顧婉若的說辭,也意味著在場的廚師都完成了各自的任務,在工作人員的引領下,院子裏駐足等候的人也逐漸開始散場。不大一會兒工夫,院子裏就剩下等候在樹蔭底下的花月辰和風晴柔。
“辰妹妹,或許一兩個月之後,我就要常駐天海了,我對這座城市不熟,以後,說不得要麻煩你做我的向導了啊……”風晴柔自信滿滿地說道,常駐天海,意味著他們風氏會獲得顧氏的全方位支持,這是風晴柔在暗示,今天的獻藝,最終的二選一勝利者,必將是彭塵遠勝出。

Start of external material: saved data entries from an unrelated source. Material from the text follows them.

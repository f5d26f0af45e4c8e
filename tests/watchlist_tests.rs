mod common;

use axum::http::{Method, StatusCode};
use chrono::{Duration, Utc};
use common::{spawn_app, token_for};
use sea_orm::{ColumnTrait, EntityTrait, PaginatorTrait, QueryFilter};
use serde_json::json;
use startup_scout::entities::{watchlist_item, Stage, WatchlistItem};

#[tokio::test]
async fn test_watchlist_requires_authentication() {
    let app = spawn_app().await;
    let (status, _) = app.get("/watchlist/", None).await;
    assert_eq!(status, StatusCode::UNAUTHORIZED);
    let (status, _) = app.post("/watchlist/", None, json!({"startup": 1})).await;
    assert_eq!(status, StatusCode::UNAUTHORIZED);
}

#[tokio::test]
async fn test_add_and_list_watchlist() {
    let app = spawn_app().await;
    let alice = app.create_user("alice").await;
    let token = token_for("alice");
    let startup = app.create_startup("Acme", "Fintech", "Berlin", Stage::Seed, "").await;

    let (status, created) = app
        .post("/watchlist/", Some(&token), json!({"startup": startup.id}))
        .await;
    assert_eq!(status, StatusCode::CREATED);
    assert_eq!(created["user"], alice.id);
    assert_eq!(created["startup"], startup.id);
    assert_eq!(created["startup_name"], "Acme");
    assert!(created["created_at"].is_string());

    let (status, page) = app.get("/watchlist/", Some(&token)).await;
    assert_eq!(status, StatusCode::OK);
    assert_eq!(page["count"], 1);
    assert_eq!(page["next"], json!(null));
    assert_eq!(page["results"][0]["id"], created["id"]);
}

#[tokio::test]
async fn test_duplicate_watchlist_entry_conflicts() {
    let app = spawn_app().await;
    let alice = app.create_user("alice").await;
    let token = token_for("alice");
    let startup = app.create_startup("Acme", "Fintech", "Berlin", Stage::Seed, "").await;

    let (status, first) = app
        .post("/watchlist/", Some(&token), json!({"startup": startup.id}))
        .await;
    assert_eq!(status, StatusCode::CREATED);

    let (status, body) = app
        .post("/watchlist/", Some(&token), json!({"startup": startup.id}))
        .await;
    assert_eq!(status, StatusCode::CONFLICT);
    assert!(body["error"].as_str().unwrap().contains("already"));

    // The original row is untouched
    let rows = WatchlistItem::find()
        .filter(watchlist_item::Column::UserId.eq(alice.id))
        .all(&app.db)
        .await
        .unwrap();
    assert_eq!(rows.len(), 1);
    assert_eq!(json!(rows[0].id), first["id"]);
}

#[tokio::test]
async fn test_same_startup_for_different_users() {
    let app = spawn_app().await;
    app.create_user("alice").await;
    app.create_user("bob").await;
    let startup = app.create_startup("Acme", "Fintech", "Berlin", Stage::Seed, "").await;

    let (status, _) = app
        .post("/watchlist/", Some(&token_for("alice")), json!({"startup": startup.id}))
        .await;
    assert_eq!(status, StatusCode::CREATED);
    let (status, _) = app
        .post("/watchlist/", Some(&token_for("bob")), json!({"startup": startup.id}))
        .await;
    assert_eq!(status, StatusCode::CREATED);
}

#[tokio::test]
async fn test_unknown_startup_is_rejected() {
    let app = spawn_app().await;
    app.create_user("alice").await;
    let (status, body) = app
        .post("/watchlist/", Some(&token_for("alice")), json!({"startup": 999}))
        .await;
    assert_eq!(status, StatusCode::BAD_REQUEST);
    assert!(body["error"].as_str().unwrap().contains("999"));
}

#[tokio::test]
async fn test_malformed_body_is_bad_request() {
    let app = spawn_app().await;
    app.create_user("alice").await;
    let token = token_for("alice");

    let (status, body) = app.post("/watchlist/", Some(&token), json!({"startup": "acme"})).await;
    assert_eq!(status, StatusCode::BAD_REQUEST);
    assert!(body["error"].is_string());

    let (status, body) = app.post("/watchlist/", Some(&token), json!({})).await;
    assert_eq!(status, StatusCode::BAD_REQUEST);
    assert!(body["error"].is_string());

    let (status, body) = app.get("/watchlist/?startup=acme", Some(&token)).await;
    assert_eq!(status, StatusCode::BAD_REQUEST);
    assert!(body["error"].is_string());
}

#[tokio::test]
async fn test_other_users_items_are_invisible() {
    let app = spawn_app().await;
    app.create_user("alice").await;
    let bob = app.create_user("bob").await;
    let startup = app.create_startup("Acme", "Fintech", "Berlin", Stage::Seed, "").await;
    let item = app.watch(bob.id, startup.id, Utc::now()).await;
    let alice = token_for("alice");
    let uri = format!("/watchlist/{}/", item.id);

    let (_, page) = app.get("/watchlist/", Some(&alice)).await;
    assert_eq!(page["count"], 0);

    let (status, _) = app.get(&uri, Some(&alice)).await;
    assert_eq!(status, StatusCode::NOT_FOUND);
    let (status, _) = app.json(Method::DELETE, &uri, Some(&alice), None).await;
    assert_eq!(status, StatusCode::NOT_FOUND);

    // Bob still has it
    let (status, body) = app.get(&uri, Some(&token_for("bob"))).await;
    assert_eq!(status, StatusCode::OK);
    assert_eq!(body["startup_name"], "Acme");
}

#[tokio::test]
async fn test_filter_by_startup_and_ordering() {
    let app = spawn_app().await;
    let alice = app.create_user("alice").await;
    let token = token_for("alice");
    let now = Utc::now();
    let a = app.create_startup("A", "AI", "Berlin", Stage::Seed, "").await;
    let b = app.create_startup("B", "AI", "Berlin", Stage::Seed, "").await;
    app.watch(alice.id, a.id, now - Duration::hours(2)).await;
    app.watch(alice.id, b.id, now).await;

    let (_, page) = app.get("/watchlist/", Some(&token)).await;
    assert_eq!(page["results"][0]["startup_name"], "B");
    assert_eq!(page["results"][1]["startup_name"], "A");

    let (_, filtered) = app.get(&format!("/watchlist/?startup={}", a.id), Some(&token)).await;
    assert_eq!(filtered["count"], 1);
    assert_eq!(filtered["results"][0]["startup"], a.id);
}

#[tokio::test]
async fn test_update_and_delete_item() {
    let app = spawn_app().await;
    let alice = app.create_user("alice").await;
    let token = token_for("alice");
    let a = app.create_startup("A", "AI", "Berlin", Stage::Seed, "").await;
    let b = app.create_startup("B", "AI", "Berlin", Stage::Seed, "").await;
    let c = app.create_startup("C", "AI", "Berlin", Stage::Seed, "").await;
    let item = app.watch(alice.id, a.id, Utc::now()).await;
    app.watch(alice.id, c.id, Utc::now()).await;
    let uri = format!("/watchlist/{}/", item.id);

    let (status, body) = app
        .json(Method::PATCH, &uri, Some(&token), Some(json!({"startup": b.id})))
        .await;
    assert_eq!(status, StatusCode::OK);
    assert_eq!(body["startup_name"], "B");

    // Moving onto a startup already on the watchlist violates uniqueness
    let (status, _) = app
        .json(Method::PUT, &uri, Some(&token), Some(json!({"startup": c.id})))
        .await;
    assert_eq!(status, StatusCode::CONFLICT);

    let (status, _) = app.json(Method::DELETE, &uri, Some(&token), None).await;
    assert_eq!(status, StatusCode::NO_CONTENT);
    let (status, _) = app.get(&uri, Some(&token)).await;
    assert_eq!(status, StatusCode::NOT_FOUND);
}

#[tokio::test]
async fn test_deleting_startup_cascades() {
    let app = spawn_app().await;
    let alice = app.create_user("alice").await;
    let startup = app.create_startup("Gone", "AI", "Berlin", Stage::Seed, "").await;
    app.watch(alice.id, startup.id, Utc::now()).await;
    app.note(alice.id, startup.id, "soon gone").await;

    let (status, _) = app
        .json(Method::DELETE, &format!("/startups/{}/", startup.id), None, None)
        .await;
    assert_eq!(status, StatusCode::NO_CONTENT);

    let remaining = WatchlistItem::find().count(&app.db).await.unwrap();
    assert_eq!(remaining, 0);
    let (_, notes) = app.get("/notes/", Some(&token_for("alice"))).await;
    assert_eq!(notes["count"], 0);
}

#[tokio::test]
async fn test_watchlist_pagination() {
    let app = spawn_app().await;
    let alice = app.create_user("alice").await;
    let token = token_for("alice");
    let now = Utc::now();
    for i in 0..(common::PAGE_SIZE + 2) {
        let startup = app.create_startup(&format!("S{}", i), "AI", "Berlin", Stage::Seed, "").await;
        app.watch(alice.id, startup.id, now - Duration::minutes(i as i64)).await;
    }

    let (_, first) = app.get("/watchlist/", Some(&token)).await;
    assert_eq!(first["count"], common::PAGE_SIZE + 2);
    assert_eq!(first["results"].as_array().unwrap().len() as u64, common::PAGE_SIZE);
    assert_eq!(first["next"], "/watchlist/?page=2");
    assert_eq!(first["previous"], json!(null));

    let (_, second) = app.get("/watchlist/?page=2", Some(&token)).await;
    assert_eq!(second["results"].as_array().unwrap().len(), 2);
    assert_eq!(second["next"], json!(null));
    assert_eq!(second["previous"], "/watchlist/");

    let (status, _) = app.get("/watchlist/?page=9", Some(&token)).await;
    assert_eq!(status, StatusCode::NOT_FOUND);

    let (status, _) = app.get("/watchlist/?page=18446744073709551615", Some(&token)).await;
    assert_eq!(status, StatusCode::NOT_FOUND);
}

“我是十分樂意做向導的啦,怕就怕,你每回錢塘天海兩頭跑,給你帶再多的路,你也記不清路名……”花月辰並不示弱,她也同樣暗示風晴柔,今次的獻藝,彭塵遠未必會勝出。
不說這二位宿命中的“情敵”在院子裏拌嘴,在屋子裏,秦風和彭塵遠也即將迎來他們勝負揭曉的那一刻。
顧五太爺的外貌要比他的實際年齡稍許年輕一點,實際上,在大多數時候,八十八歲和七十七歲,在旁人看起來區別都不太大,而顧五太爺給人最深刻的印象,恐怕就是他的精神頭非常之好――好到什麽程dù呢,他在開足冷氣的空調房間裏,穿著棉襖用毛巾不停擦著額頭滴落的汗水……
“年紀大了,特別容易怕熱,倒是讓二位小友見笑了……”顧五太爺人很和氣,他坐在一張單人沙發上,卻是指著三人沙發招呼秦風和彭塵遠坐下。在沙發前麵的茶幾上,正是貼著秦風和彭塵遠號牌的托盤,托盤裏的豆腐都還是用玻璃罩罩著,從外觀上麵看,彭塵遠的一整塊豆腐已經破了個口子,從破口處有溢出色澤橙紅的蟹油,而秦風的“涼粉”,卻是完好無損,依舊四四方方疊砌在盤子裏。
彭塵遠露出了自得之色,他料理的蟹黃豆腐耗費了好大一番心思,蟹黃嵌入豆腐,而豆腐表麵完好無損,這一點不難,難的是,蟹油不從底部流出,卻要在筷子或者勺子戳破豆腐之後迅速溢出,這一份工夫,彭塵遠自問,除了他,沒有別的人能夠做到了。
顧五太爺顯然也十分欣賞彭塵遠獨到的料理,當著二人的麵,顧五太爺毫不吝惜溢美之詞,誇獎彭塵遠的蟹黃豆腐乃是“天上地下,獨此一家”,一口咬下去,豆腐腦的汁攜帶著蟹黃與蟹油的醇香,瞬間包圍了口腔裏成千上萬的味蕾,彭大師也不愧是享譽世界的名廚,果然名不虛傳。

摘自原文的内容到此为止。